▶ **EXCERPTED DATA**:

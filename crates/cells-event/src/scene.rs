//! Shared store-and-flag scratchpad.
//!
//! A [`Scene`] travels with a chain of related events. Cells store a
//! payload under a key exactly once; storing also raises a flag that
//! anyone can wait on.
//!
//! | Operation | Effect |
//! |-----------|--------|
//! | `store_and_flag(k, p)` | store `p` under `k`, raise flag `k` (fails if `k` exists) |
//! | `fetch(k)` | stored payload, if any |
//! | `wait_flag(k, ctx)` | block until flag `k` is raised |
//!
//! A flag for a key that was never stored lives only while someone waits
//! on it.

use crate::context::CancelContext;
use crate::error::EventError;
use crate::payload::Payload;
use crate::waiter::PayloadWaiter;
use parking_lot::Mutex;
use std::collections::HashMap;
use tracing::debug;

#[derive(Debug, Default)]
struct Flag {
    waiter: PayloadWaiter,
    waiting: usize,
}

#[derive(Debug, Default)]
struct SceneInner {
    props: HashMap<String, Payload>,
    flags: HashMap<String, Flag>,
}

impl SceneInner {
    fn flag(&mut self, key: &str) -> &mut Flag {
        self.flags.entry(key.to_string()).or_default()
    }
}

/// Releases one waiter's hold on a flag, including when the wait is
/// dropped before it completes.
struct FlagHold<'a> {
    scene: &'a Scene,
    key: &'a str,
}

impl Drop for FlagHold<'_> {
    fn drop(&mut self) {
        let mut inner = self.scene.inner.lock();
        let stored = inner.props.contains_key(self.key);
        let unused = match inner.flags.get_mut(self.key) {
            Some(flag) => {
                flag.waiting = flag.waiting.saturating_sub(1);
                flag.waiting == 0 && !stored
            }
            None => false,
        };
        if unused {
            inner.flags.remove(self.key);
            debug!(key = self.key, "unused scene flag released");
        }
    }
}

/// Write-once key/value store with per-key flags.
#[derive(Debug, Default)]
pub struct Scene {
    inner: Mutex<SceneInner>,
}

impl Scene {
    #[must_use]
    pub fn new() -> Self {
        Self::default()
    }

    /// Stores `payload` under `key` and raises the flag for `key`.
    ///
    /// # Errors
    ///
    /// [`EventError::SceneKeyExists`] if `key` was stored before.
    pub fn store_and_flag(&self, key: &str, payload: Payload) -> Result<(), EventError> {
        let flag = {
            let mut inner = self.inner.lock();
            if inner.props.contains_key(key) {
                return Err(EventError::SceneKeyExists(key.to_string()));
            }
            inner.props.insert(key.to_string(), payload.clone());
            inner.flag(key).waiter.clone()
        };
        flag.set(payload);
        debug!(key, "scene flag raised");
        Ok(())
    }

    #[must_use]
    pub fn fetch(&self, key: &str) -> Option<Payload> {
        self.inner.lock().props.get(key).cloned()
    }

    /// Waits until `key` has been stored and returns its payload.
    ///
    /// # Errors
    ///
    /// Cancellation errors from `ctx`.
    pub async fn wait_flag(
        &self,
        key: &str,
        ctx: Option<&CancelContext>,
    ) -> Result<Payload, EventError> {
        let waiter = {
            let mut inner = self.inner.lock();
            let flag = inner.flag(key);
            flag.waiting += 1;
            flag.waiter.clone()
        };
        let _hold = FlagHold { scene: self, key };
        waiter.wait(ctx).await
    }

    /// Number of stored keys.
    #[must_use]
    pub fn len(&self) -> usize {
        self.inner.lock().props.len()
    }

    #[must_use]
    pub fn is_empty(&self) -> bool {
        self.len() == 0
    }

    #[cfg(test)]
    fn flag_count(&self) -> usize {
        self.inner.lock().flags.len()
    }
}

▶ **BRIEF**: Look through the data above and return exactly the lines from the one that contains "fn flag(&mut self, key: &str)" to the one that contains "let unused = match", inclusive, with nothing else.

▶ **YOUR SOLUTION**:
    fn flag(&mut self, key: &str) -> &mut Flag {
        self.flags.entry(key.to_string()).or_default()
    }
}

/// Releases one waiter's hold on a flag, including when the wait is
/// dropped before it completes.
struct FlagHold<'a> {
    scene: &'a Scene,
    key: &'a str,
}

impl Drop for FlagHold<'_> {
    fn drop(&mut self) {
        let mut inner = self.scene.inner.lock();
        let stored = inner.props.contains_key(self.key);
        let unused = match inner.flags.get_mut(self.key) {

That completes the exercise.